Once you get to a certain age, getting to know someone on a romantic level is hard. You have both already lived a lifetime. The damage, the hang-ups that can come from previous partners, and past experience can flow on into your blossoming relationship. It can feel like you have been sentenced to hard labour for a crime you didn’t commit. You have to decide early on if it going to be worth all that work, while still trying to be your best self, knowing that your new partner is likely making the same calculations in their head about you.
With these limitations in mind, it’s almost a parting of the sea level miracle when anyone over 40 finds someone that they are happy to spend quality time alone with. When you do actually find someone and they happen to be living in a different city, getting to spend a weekend together can take military-style planning and preparation.
You spend time online looking for any decent accommodation that sits somewhere in between your two home towns which if you live in a regional area can more often than not be some perfectly adequate roadside hotel or a room above a pub. All those options are fine but they don’t scream luxury or romance.

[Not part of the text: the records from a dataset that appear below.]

//! Application startup and utilities.
//!
//! This module contains exit codes, tracing setup, and error hints
//! that support the main entry point.

use status_hook::config::ConfigError;
use tracing::Level;
use tracing_subscriber::EnvFilter;

/// Application exit codes.
pub mod exit_code {
    use std::process::ExitCode;

    /// Success (exit code 0).
    pub const SUCCESS: ExitCode = ExitCode::SUCCESS;

    /// Configuration error (exit code 1) - invalid args, unreadable config file, etc.
    pub const CONFIG_ERROR: ExitCode = ExitCode::FAILURE;

    /// Runtime error (exit code 2) - network failure, TLS failure, etc.
    ///
    /// Note: This is a function rather than a constant because `ExitCode::from()` is not `const fn`.
    pub fn runtime_error() -> ExitCode {
        ExitCode::from(2)
    }
}

/// Prints helpful hints for common configuration errors.
pub fn print_config_hint(error: &ConfigError) {
    match error {
        ConfigError::FileRead { .. } | ConfigError::TomlParse(_) => {
            eprintln!("\nRun 'status-hook init' to generate a configuration template.");
        }
        ConfigError::InvalidPair { .. } => {
            eprintln!("\nExample: --param page=2 --header 'X-Token: abc'");
        }
        _ => {}
    }
}

/// Sets up the tracing subscriber for logging.
pub fn setup_tracing(verbose: bool) {
    let level = if verbose { Level::DEBUG } else { Level::INFO };

    let filter = EnvFilter::builder()
        .with_default_directive(level.into())
        .from_env_lossy();

    tracing_subscriber::fmt()
        .with_env_filter(filter)
        .with_target(false)
        .init();
}
//! Validated configuration after merging CLI and TOML sources.
//!
//! This module contains the final, validated configuration that is used
//! by the application. All validation is performed during construction.

use std::fmt;
use std::path::{Path, PathBuf};
use std::time::Duration;

use http::Method;

use crate::webhook::{
    BasicAuth, EnvTargets, Headers, Params, StaticTargets, TargetSource, TlsMode,
    TransportConfig, parse_method,
};

use super::cli::{Cli, Command, RequestArgs};
use super::defaults;
use super::error::{ConfigError, field};
use super::toml::TomlConfig;

/// Where the notifier's target list comes from.
#[derive(Debug, Clone, PartialEq, Eq)]
pub enum TargetsSetting {
    /// An explicit list from the CLI or config file.
    Explicit(String),
    /// Read from this environment variable at notification time.
    Env(String),
}

impl TargetsSetting {
    /// Builds the matching [`TargetSource`].
    #[must_use]
    pub fn source(&self) -> Box<dyn TargetSource> {
        match self {
            Self::Explicit(list) => Box::new(StaticTargets::new(list.clone())),
            Self::Env(var) => Box::new(EnvTargets::new(var.clone())),
        }
    }
}

/// Fully validated configuration ready for use by the application.
///
/// # Construction
///
/// Use [`ValidatedConfig::from_raw`] to create from CLI args and optional TOML config.
/// The function validates all inputs and returns errors for invalid configurations.
#[derive(Debug)]
pub struct ValidatedConfig {
    /// Outbound transport settings
    pub transport: TransportConfig,

    /// Trigger target list setting
    pub targets: TargetsSetting,

    /// Verbose logging enabled
    pub verbose: bool,
}

impl fmt::Display for ValidatedConfig {
    fn fmt(&self, f: &mut fmt::Formatter<'_>) -> fmt::Result {
        let tls = match &self.transport.tls {
            TlsMode::Insecure => "insecure".to_string(),
            TlsMode::CaBundle(path) => format!("ca:{}", path.display()),
        };
        let targets = match &self.targets {
            TargetsSetting::Explicit(_) => "explicit".to_string(),
            TargetsSetting::Env(var) => format!("env:{var}"),
        };

        write!(
            f,
            "Config {{ timeout: {}s, tls: {}, targets: {} }}",
            self.transport.timeout.as_secs(),
            tls,
            targets,
        )
    }
}

impl ValidatedConfig {
    /// Creates a validated configuration from CLI arguments and optional TOML config.
    ///
    /// CLI arguments take precedence over TOML config values.
    ///
    /// # Errors
    ///
    /// Returns an error if:
    /// - The timeout is zero
    /// - The target environment variable name is invalid
    pub fn from_raw(cli: &Cli, toml: Option<&TomlConfig>) -> Result<Self, ConfigError> {
        let timeout = Self::resolve_timeout(cli, toml)?;

        let tls = Self::resolve_ca_bundle(cli, toml).map_or(TlsMode::Insecure, TlsMode::CaBundle);

        let targets = Self::resolve_targets(cli, toml)?;

        Ok(Self {
            transport: TransportConfig { timeout, tls },
            targets,
            verbose: cli.verbose,
        })
    }

    /// Loads and merges configuration from CLI and optional config file.
    ///
    /// If `cli.config` is set, loads the TOML file from that path.
    ///
    /// # Errors
    ///
    /// Returns an error if:
    /// - The config file cannot be read or parsed
    /// - The merged configuration is invalid
    pub fn load(cli: &Cli) -> Result<Self, ConfigError> {
        let toml = if let Some(ref path) = cli.config {
            Some(TomlConfig::load(path)?)
        } else {
            None
        };

        Self::from_raw(cli, toml.as_ref())
    }

    fn resolve_timeout(cli: &Cli, toml: Option<&TomlConfig>) -> Result<Duration, ConfigError> {
        // Priority: CLI explicit > TOML > default
        let seconds = cli
            .timeout
            .or_else(|| toml.and_then(|t| t.transport.timeout))
            .unwrap_or(defaults::TIMEOUT_SECS);

        if seconds == 0 {
            return Err(ConfigError::InvalidDuration {
                field: "timeout",
                reason: "must be greater than 0".to_string(),
            });
        }

        Ok(Duration::from_secs(seconds))
    }

    fn resolve_ca_bundle(cli: &Cli, toml: Option<&TomlConfig>) -> Option<PathBuf> {
        if let Some(ref path) = cli.ca_bundle {
            return Some(path.clone());
        }

        toml.and_then(|t| t.transport.ca_bundle.as_ref().map(PathBuf::from))
    }

    fn resolve_targets(
        cli: &Cli,
        toml: Option<&TomlConfig>,
    ) -> Result<TargetsSetting, ConfigError> {
        let notify = match &cli.command {
            Command::Notify(args) => Some(args),
            _ => None,
        };

        // Priority: CLI list > TOML list > environment
        let explicit = notify
            .and_then(|n| n.targets.clone())
            .or_else(|| toml.and_then(|t| t.trigger.targets.clone()));

        if let Some(list) = explicit {
            return Ok(TargetsSetting::Explicit(list));
        }

        let var = notify
            .and_then(|n| n.env_var.clone())
            .or_else(|| toml.and_then(|t| t.trigger.env_var.clone()))
            .unwrap_or_else(|| defaults::TRIGGER_ENV_VAR.to_string());

        if var.is_empty() || var.contains(['=', '\0']) {
            return Err(ConfigError::InvalidEnvVar(var));
        }

        Ok(TargetsSetting::Env(var))
    }
}

/// A fully parsed `request` invocation.
#[derive(Debug)]
pub struct RequestOptions {
    /// HTTP method
    pub method: Method,
    /// Target URL (validated when the request is built)
    pub url: String,
    /// Query parameters
    pub params: Params,
    /// Extra headers
    pub headers: Headers,
    /// JSON body
    pub body: Option<serde_json::Value>,
    /// Basic credentials
    pub auth: Option<BasicAuth>,
}

impl RequestOptions {
    /// Parses and validates `request` arguments.
    ///
    /// # Errors
    ///
    /// Returns an error if the method, a parameter, a header or the body
    /// is malformed, if a parameter or header name is repeated, or if only
    /// half of the basic credentials are given.
    pub fn from_args(args: &RequestArgs) -> Result<Self, ConfigError> {
        let method = parse_method(&args.method)
            .map_err(|_| ConfigError::InvalidMethod(args.method.clone()))?;

        let mut params = Params::new();
        for pair in &args.params {
            let (key, value) = parse_param_string(pair)?;
            if params.contains_key(&key) {
                return Err(ConfigError::DuplicatePair {
                    kind: "query parameter",
                    name: key,
                });
            }
            params.insert(key, value);
        }

        let mut headers = Headers::new();
        for pair in &args.headers {
            let (name, value) = parse_header_string(pair)?;
            // Header names are case-insensitive
            if headers.keys().any(|n| n.eq_ignore_ascii_case(&name)) {
                return Err(ConfigError::DuplicatePair {
                    kind: "header",
                    name,
                });
            }
            headers.insert(name, value);
        }

        let body = args
            .body
            .as_deref()
            .map(serde_json::from_str)
            .transpose()
            .map_err(ConfigError::InvalidBody)?;

        let auth = match (&args.basic_user, &args.basic_password) {
            (Some(user), Some(password)) => Some(BasicAuth::new(user, password)),
            (Some(_), None) => {
                return Err(ConfigError::missing(
                    field::BASIC_PASSWORD,
                    "Use --basic-password together with --basic-user",
                ));
            }
            (None, Some(_)) => {
                return Err(ConfigError::missing(
                    field::BASIC_USER,
                    "Use --basic-user together with --basic-password",
                ));
            }
            (None, None) => None,
        };

        Ok(Self {
            method,
            url: args.url.clone(),
            params,
            headers,
            body,
            auth,
        })
    }
}

/// Writes the default configuration template to a file.
///
/// # Errors
///
/// Returns an error if the file cannot be written.
pub fn write_default_config(path: &Path) -> Result<(), ConfigError> {
    let template = super::toml::default_config_template();
    std::fs::write(path, template).map_err(|e| ConfigError::FileWrite {
        path: path.to_path_buf(),
        source: e,
    })
}

// Helper functions

fn parse_param_string(s: &str) -> Result<(String, String), ConfigError> {
    s.split_once('=')
        .map(|(key, value)| (key.trim().to_string(), value.to_string()))
        .filter(|(key, _)| !key.is_empty())
        .ok_or_else(|| ConfigError::InvalidPair {
            kind: "query parameter",
            value: s.to_string(),
            alt: "",
        })
}

fn parse_header_string(s: &str) -> Result<(String, String), ConfigError> {
    let invalid = || ConfigError::InvalidPair {
        kind: "header",
        value: s.to_string(),
        alt: " or 'Key: Value'",
    };

    // Try "Key=Value" format first, then "Key: Value"
    let (name, value) = s
        .split_once('=')
        .or_else(|| s.split_once(':'))
        .ok_or_else(invalid)?;

    let name = name.trim();
    if name.is_empty() {
        return Err(invalid());
    }

    Ok((name.to_string(), value.trim().to_string()))
}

While doing my own search, I came across what felt like a mirage. The Dunedoo Shearing Huts. Located 10 minutes outside the NSW town on a working farm that runs cattle, sheep, and several different crops. The photos were beautiful but what sold me was the idea of isolation, the stunning views of the property, the electric fireplace in the main bedroom, and the idea of looking at a real night sky. For those who don’t get out of the city much and think it’s the same sky they look at every night, trust me when I tell you, it’s not.

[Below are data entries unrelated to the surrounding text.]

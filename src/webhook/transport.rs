//! Transport configuration and client construction.

use std::path::{Path, PathBuf};
use std::time::Duration;

use crate::config::defaults;

use super::HttpError;

/// How server certificates are checked.
#[derive(Debug, Clone, PartialEq, Eq, Default)]
pub enum TlsMode {
    /// Server certificates are not verified.
    #[default]
    Insecure,
    /// Server certificates must chain to a CA in this PEM bundle.
    ///
    /// Only the bundle is trusted; the platform roots are not consulted.
    CaBundle(PathBuf),
}

/// Settings used to build a client for one outbound request.
///
/// The value is cheap to clone and carries no connection state; every
/// call to [`TransportConfig::build_client`] produces a fresh client.
#[derive(Debug, Clone, PartialEq, Eq)]
pub struct TransportConfig {
    /// Connect and read timeout; the whole exchange is bounded by twice this.
    pub timeout: Duration,
    /// Certificate verification mode
    pub tls: TlsMode,
}

impl Default for TransportConfig {
    fn default() -> Self {
        Self {
            timeout: defaults::timeout(),
            tls: TlsMode::Insecure,
        }
    }
}

impl TransportConfig {
    /// Creates an insecure transport with the given timeout.
    #[must_use]
    pub const fn new(timeout: Duration) -> Self {
        Self {
            timeout,
            tls: TlsMode::Insecure,
        }
    }

    /// Validates server certificates against the PEM bundle at `path`.
    #[must_use]
    pub fn with_ca_bundle(mut self, path: impl Into<PathBuf>) -> Self {
        self.tls = TlsMode::CaBundle(path.into());
        self
    }

    /// Sets the timeout.
    #[must_use]
    pub const fn with_timeout(mut self, timeout: Duration) -> Self {
        self.timeout = timeout;
        self
    }

    /// Upper bound for a whole request/response exchange.
    #[must_use]
    pub const fn overall_timeout(&self) -> Duration {
        self.timeout.saturating_mul(2)
    }

    /// Builds a `reqwest::Client` for these settings.
    ///
    /// The CA bundle, if any, is read from disk on every call.
    ///
    /// # Errors
    ///
    /// Returns [`HttpError::Tls`] if the CA bundle cannot be read or
    /// contains no usable certificate, and [`HttpError::InvalidRequest`]
    /// if the client cannot be initialized.
    pub fn build_client(&self) -> Result<reqwest::Client, HttpError> {
        let mut builder = reqwest::Client::builder()
            .connect_timeout(self.timeout)
            .read_timeout(self.timeout)
            .timeout(self.overall_timeout());

        builder = match &self.tls {
            TlsMode::Insecure => builder.danger_accept_invalid_certs(true),
            // Only the bundle is trusted
            TlsMode::CaBundle(path) => builder.tls_certs_only(load_ca_bundle(path)?),
        };

        builder
            .build()
            .map_err(|e| HttpError::invalid(format!("failed to build HTTP client: {e}")))
    }
}

fn load_ca_bundle(path: &Path) -> Result<Vec<reqwest::Certificate>, HttpError> {
    let tls_error = |reason: String| HttpError::Tls {
        path: path.to_path_buf(),
        reason,
    };

    let pem = std::fs::read(path).map_err(|e| tls_error(e.to_string()))?;
    let certs = reqwest::Certificate::from_pem_bundle(&pem).map_err(|e| tls_error(e.to_string()))?;

    if certs.is_empty() {
        return Err(tls_error("no certificates found".to_string()));
    }

    Ok(certs)
}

The property has been owned and run by four generations of the Watts family. The shearers’ huts, erected in the early 1950s when the current homestead was built, are constructed of the same local bricks. Lucy came to meet me when we first arrived and couldn’t have been more welcoming but in a way that didn’t feel at all intrusive. She made time to have a chat with me even though I knew they were harvesting and nothing was too much trouble.

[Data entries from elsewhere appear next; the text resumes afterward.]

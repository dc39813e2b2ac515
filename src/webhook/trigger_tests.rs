//! Tests for `StatusNotifier` and target handling.

use std::collections::VecDeque;
use std::sync::atomic::{AtomicUsize, Ordering};
use std::sync::{Arc, Mutex};
use std::time::Duration;

use tracing::Level;
use wiremock::matchers::{method, path, query_param};
use wiremock::{Mock, MockServer, ResponseTemplate};

use super::{
    EnvTargets, HttpClient, HttpError, HttpRequest, HttpResponse, StaticTargets, StatusNotifier,
    TargetSource, TracingLog, TransportClient, TransportConfig, TriggerError, TriggerFields,
    TriggerLog, parse_targets, trigger,
};

/// Mock client answering by host: `fail` gets 500, `down` a connection
/// error, `hang` never answers, anything else 200.
#[derive(Debug, Clone, Default)]
struct ScriptedClient {
    requests: Arc<Mutex<Vec<HttpRequest>>>,
}

impl ScriptedClient {
    fn captured(&self) -> Vec<HttpRequest> {
        self.requests.lock().unwrap().clone()
    }
}

impl HttpClient for ScriptedClient {
    async fn request(&self, req: HttpRequest) -> Result<HttpResponse, HttpError> {
        let host = req.url.host_str().unwrap_or_default().to_string();
        self.requests.lock().unwrap().push(req);

        let status = match host.as_str() {
            "fail" => http::StatusCode::INTERNAL_SERVER_ERROR,
            "down" => {
                return Err(HttpError::Connection(Box::new(std::io::Error::other(
                    "connection refused",
                ))));
            }
            "hang" => std::future::pending().await,
            _ => http::StatusCode::OK,
        };

        Ok(HttpResponse::new(status, http::HeaderMap::new(), vec![]))
    }
}

#[derive(Debug, Clone, PartialEq, Eq)]
struct Record {
    level: Level,
    message: String,
    target: String,
    instance_name: String,
    error: Option<String>,
}

/// Log sink that keeps every record.
#[derive(Debug, Clone, Default)]
struct CaptureLog {
    records: Arc<Mutex<Vec<Record>>>,
}

impl CaptureLog {
    fn records(&self) -> Vec<Record> {
        self.records.lock().unwrap().clone()
    }

    fn for_target(&self, target: &str) -> Option<Record> {
        self.records().into_iter().find(|r| r.target == target)
    }
}

impl TriggerLog for CaptureLog {
    fn record(&self, level: Level, message: &str, fields: &TriggerFields<'_>) {
        self.records.lock().unwrap().push(Record {
            level,
            message: message.to_string(),
            target: fields.target.to_string(),
            instance_name: fields.instance_name.to_string(),
            error: fields.error.map(ToString::to_string),
        });
    }
}

/// Target source that hands out a fixed sequence of lists, one per read.
#[derive(Debug, Clone, Default)]
struct SequenceSource {
    lists: Arc<Mutex<VecDeque<Option<String>>>>,
    reads: Arc<AtomicUsize>,
}

impl SequenceSource {
    fn new<const N: usize>(lists: [Option<&str>; N]) -> Self {
        Self {
            lists: Arc::new(Mutex::new(
                lists.into_iter().map(|l| l.map(str::to_string)).collect(),
            )),
            reads: Arc::default(),
        }
    }

    fn reads(&self) -> usize {
        self.reads.load(Ordering::SeqCst)
    }
}

impl TargetSource for SequenceSource {
    fn raw_targets(&self) -> Option<String> {
        self.reads.fetch_add(1, Ordering::SeqCst);
        self.lists.lock().unwrap().pop_front().flatten()
    }
}

fn notifier(
    targets: &str,
) -> (
    StatusNotifier<ScriptedClient, StaticTargets, CaptureLog>,
    ScriptedClient,
    CaptureLog,
) {
    let client = ScriptedClient::default();
    let log = CaptureLog::default();
    let notifier = StatusNotifier::new(client.clone())
        .with_source(StaticTargets::new(targets))
        .with_log(log.clone());
    (notifier, client, log)
}

mod targets {
    use super::*;

    #[test]
    fn parse_splits_and_trims() {
        assert_eq!(
            parse_targets("http://a/hook, http://b/hook ,http://c/hook"),
            vec!["http://a/hook", "http://b/hook", "http://c/hook"]
        );
    }

    #[test]
    fn parse_keeps_duplicates_and_empty_entries() {
        assert_eq!(
            parse_targets("http://a/hook,,http://a/hook, "),
            vec!["http://a/hook", "", "http://a/hook", ""]
        );
    }

    #[test]
    fn parse_empty_yields_nothing() {
        assert!(parse_targets("").is_empty());
    }

    #[test]
    fn static_targets_return_configured_list() {
        assert_eq!(
            StaticTargets::new("http://a/hook").raw_targets().as_deref(),
            Some("http://a/hook")
        );
        assert!(StaticTargets::none().raw_targets().is_none());
    }

    #[test]
    fn env_targets_default_to_status_changed_trigger() {
        assert_eq!(EnvTargets::default().var(), "STATUS_CHANGED_TRIGGER");
    }

    #[test]
    fn env_targets_read_the_process_environment() {
        let source = EnvTargets::new("PATH");

        assert_eq!(source.raw_targets(), std::env::var("PATH").ok());
    }

    #[test]
    fn env_targets_unset_variable_is_none() {
        assert!(EnvTargets::new("STATUS_HOOK_TEST_NEVER_SET")
            .raw_targets()
            .is_none());
    }

    #[test]
    fn boxed_source_delegates() {
        let source: Box<dyn TargetSource> = Box::new(StaticTargets::new("http://a/hook"));

        assert_eq!(source.raw_targets().as_deref(), Some("http://a/hook"));
    }
}

mod trigger_error {
    use super::*;

    #[test]
    fn unexpected_status_message_names_target_and_code() {
        let error = TriggerError::UnexpectedStatus {
            target: "http://a/hook".to_string(),
            status: http::StatusCode::INTERNAL_SERVER_ERROR,
        };

        assert_eq!(
            error.to_string(),
            "invalid trigger request to target `http://a/hook`, code is `500`"
        );
    }

    #[test]
    fn http_error_is_transparent() {
        let error = TriggerError::from(HttpError::Timeout);

        assert_eq!(error.to_string(), "Request timed out");
    }
}

mod single_trigger {
    use super::*;

    #[tokio::test]
    async fn sends_put_with_instance_and_namespace() {
        let client = ScriptedClient::default();

        trigger(&client, "http://a/hook", "abc", "ns1").await.unwrap();

        let captured = client.captured();
        assert_eq!(captured.len(), 1);
        assert_eq!(captured[0].method, http::Method::PUT);
        assert_eq!(
            captured[0].url.as_str(),
            "http://a/hook?instanceName=abc&namespace=ns1"
        );
        assert!(captured[0].body.is_none());
    }

    #[tokio::test]
    async fn non_200_is_unexpected_status() {
        let client = ScriptedClient::default();

        let result = trigger(&client, "http://fail/hook", "abc", "ns1").await;

        match result {
            Err(TriggerError::UnexpectedStatus { target, status }) => {
                assert_eq!(target, "http://fail/hook");
                assert_eq!(status, http::StatusCode::INTERNAL_SERVER_ERROR);
            }
            other => panic!("Expected UnexpectedStatus, got {other:?}"),
        }
    }

    #[tokio::test]
    async fn empty_target_fails_without_sending() {
        let client = ScriptedClient::default();

        let result = trigger(&client, "", "abc", "ns1").await;

        assert!(matches!(
            result,
            Err(TriggerError::Http(HttpError::InvalidRequest { .. }))
        ));
        assert!(client.captured().is_empty());
    }
}

mod fan_out {
    use super::*;

    #[tokio::test]
    async fn absent_configuration_sends_nothing() {
        let client = ScriptedClient::default();
        let log = CaptureLog::default();
        let notifier = StatusNotifier::new(client.clone())
            .with_source(StaticTargets::none())
            .with_log(log.clone());

        let dispatch = notifier.notify_status_changed("abc", "ns1");

        assert!(dispatch.is_empty());
        dispatch.wait().await;
        assert!(client.captured().is_empty());
        assert!(log.records().is_empty());
    }

    #[tokio::test]
    async fn empty_configuration_sends_nothing() {
        let (notifier, client, log) = notifier("");

        let dispatch = notifier.notify_status_changed("abc", "ns1");

        assert_eq!(dispatch.len(), 0);
        dispatch.wait().await;
        assert!(client.captured().is_empty());
        assert!(log.records().is_empty());
    }

    #[tokio::test]
    async fn unset_environment_variable_sends_nothing() {
        let client = ScriptedClient::default();
        let notifier = StatusNotifier::new(client.clone())
            .with_source(EnvTargets::new("STATUS_HOOK_TEST_NEVER_SET"))
            .with_log(CaptureLog::default());

        let dispatch = notifier.notify_status_changed("abc", "ns1");

        assert!(dispatch.is_empty());
        assert!(client.captured().is_empty());
    }

    #[tokio::test]
    async fn source_is_read_on_every_notification() {
        let source = SequenceSource::new([
            None,
            Some("http://a/hook"),
            Some("http://b/hook, http://c/hook"),
        ]);
        let client = ScriptedClient::default();
        let notifier = StatusNotifier::new(client.clone())
            .with_source(source.clone())
            .with_log(CaptureLog::default());

        assert!(notifier.notify_status_changed("abc", "ns1").is_empty());
        notifier.notify_status_changed("abc", "ns1").wait().await;
        notifier.notify_status_changed("abc", "ns1").wait().await;

        assert_eq!(source.reads(), 3);
        let mut hosts: Vec<String> = client
            .captured()
            .iter()
            .filter_map(|req| req.url.host_str().map(ToString::to_string))
            .collect();
        hosts.sort();
        assert_eq!(hosts, vec!["a", "b", "c"]);
    }

    #[tokio::test]
    async fn every_target_gets_its_own_put() {
        let (notifier, client, log) = notifier("http://a/hook, http://b/hook");

        let dispatch = notifier.notify_status_changed("abc", "ns1");
        assert_eq!(dispatch.len(), 2);
        dispatch.wait().await;

        let mut urls: Vec<String> = client
            .captured()
            .iter()
            .inspect(|req| assert_eq!(req.method, http::Method::PUT))
            .map(|req| req.url.to_string())
            .collect();
        urls.sort();
        assert_eq!(
            urls,
            vec![
                "http://a/hook?instanceName=abc&namespace=ns1",
                "http://b/hook?instanceName=abc&namespace=ns1",
            ]
        );

        for target in ["http://a/hook", "http://b/hook"] {
            let record = log.for_target(target).unwrap();
            assert_eq!(record.level, Level::INFO);
            assert_eq!(record.instance_name, "abc");
            assert!(record.error.is_none());
        }
    }

    #[tokio::test]
    async fn failing_target_is_logged_and_isolated() {
        let (notifier, client, log) = notifier("http://fail/hook,http://ok/hook");

        notifier.notify_status_changed("abc", "ns1").wait().await;

        assert_eq!(client.captured().len(), 2);

        let failed = log.for_target("http://fail/hook").unwrap();
        assert_eq!(failed.level, Level::ERROR);
        assert_eq!(failed.instance_name, "abc");
        let error = failed.error.unwrap();
        assert!(error.contains("http://fail/hook"));
        assert!(error.contains("500"));

        let delivered = log.for_target("http://ok/hook").unwrap();
        assert_eq!(delivered.level, Level::INFO);
    }

    #[tokio::test]
    async fn network_failure_is_logged() {
        let (notifier, _client, log) = notifier("http://down/hook");

        notifier.notify_status_changed("abc", "ns1").wait().await;

        let record = log.for_target("http://down/hook").unwrap();
        assert_eq!(record.level, Level::ERROR);
        assert!(record.error.unwrap().contains("connection refused"));
    }

    #[tokio::test]
    async fn empty_entry_is_attempted_and_logged() {
        let (notifier, client, log) = notifier("http://a/hook,,http://b/hook");

        let dispatch = notifier.notify_status_changed("abc", "ns1");
        assert_eq!(dispatch.len(), 3);
        dispatch.wait().await;

        assert_eq!(client.captured().len(), 2);
        assert_eq!(log.records().len(), 3);
        assert_eq!(log.for_target("").unwrap().level, Level::ERROR);
    }

    #[tokio::test]
    async fn duplicate_targets_are_each_notified() {
        let (notifier, client, _log) = notifier("http://a/hook,http://a/hook");

        notifier.notify_status_changed("abc", "ns1").wait().await;

        assert_eq!(client.captured().len(), 2);
    }

    #[tokio::test]
    async fn hung_target_does_not_block_caller_or_others() {
        let (notifier, _client, log) = notifier("http://hang/hook,http://ok/hook");

        // Returns without awaiting anything.
        let dispatch = notifier.notify_status_changed("abc", "ns1");
        assert_eq!(dispatch.len(), 2);

        tokio::time::timeout(Duration::from_secs(5), async {
            while log.for_target("http://ok/hook").is_none() {
                tokio::task::yield_now().await;
            }
        })
        .await
        .expect("healthy target should be notified");

        assert!(log.for_target("http://hang/hook").is_none());
        drop(dispatch);
    }

    #[tokio::test]
    async fn tracing_log_accepts_every_level() {
        let error = TriggerError::from(HttpError::Timeout);
        let fields = TriggerFields {
            target: "http://a/hook",
            instance_name: "abc",
            error: Some(&error),
        };

        for level in [Level::ERROR, Level::WARN, Level::INFO, Level::DEBUG, Level::TRACE] {
            TracingLog.record(level, "message", &fields);
        }
    }
}

mod end_to_end {
    use super::*;

    #[tokio::test]
    async fn notifies_real_servers_over_http() {
        let server = MockServer::start().await;
        Mock::given(method("PUT"))
            .and(path("/ok"))
            .and(query_param("instanceName", "abc"))
            .and(query_param("namespace", "ns1"))
            .respond_with(ResponseTemplate::new(200))
            .expect(1)
            .mount(&server)
            .await;
        Mock::given(method("PUT"))
            .and(path("/broken"))
            .respond_with(ResponseTemplate::new(500))
            .expect(1)
            .mount(&server)
            .await;

        let ok = format!("{}/ok", server.uri());
        let broken = format!("{}/broken", server.uri());
        let log = CaptureLog::default();
        let notifier = StatusNotifier::new(TransportClient::new(TransportConfig::new(
            Duration::from_secs(5),
        )))
        .with_source(StaticTargets::new(format!("{ok}, {broken}")))
        .with_log(log.clone());

        notifier.notify_status_changed("abc", "ns1").wait().await;

        assert_eq!(log.for_target(&ok).unwrap().level, Level::INFO);
        let failed = log.for_target(&broken).unwrap();
        assert_eq!(failed.level, Level::ERROR);
        assert!(failed.error.unwrap().contains("code is `500`"));
    }
}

As I stepped into the kitchen what struck me most was that I have never stayed somewhere so well set up. Not only a BBQ and every kitchen item you could need,
including a coffee maker but a fridge full of beautiful fresh food, mushrooms, fresh tomatoes, farm eggs, and even a welcome present with a beautiful bottle of wine and a box full of cards painted by a local artist who I discovered only after arriving home was our host, Lucy. I went to lay down on the bed to relax for a minute after the drive and it felt like I was laying on a cloud.
For the next two days, we slept late and indulged. We filled our bellies and our souls in a way you can only do miles from any distractions. We spoke about our past and hinted at what the future might look like in that tentative way you do when things are new. We laid a blanket out on the grass under the full moon in the warm night air. My thoughts drifted to the fact that tomorrow is promised to no one. If I knew my lifespan was limited, would I be happy that this is how I was spending my time? In surroundings that relax me, with a man who does the same. The answer was a resounding yes.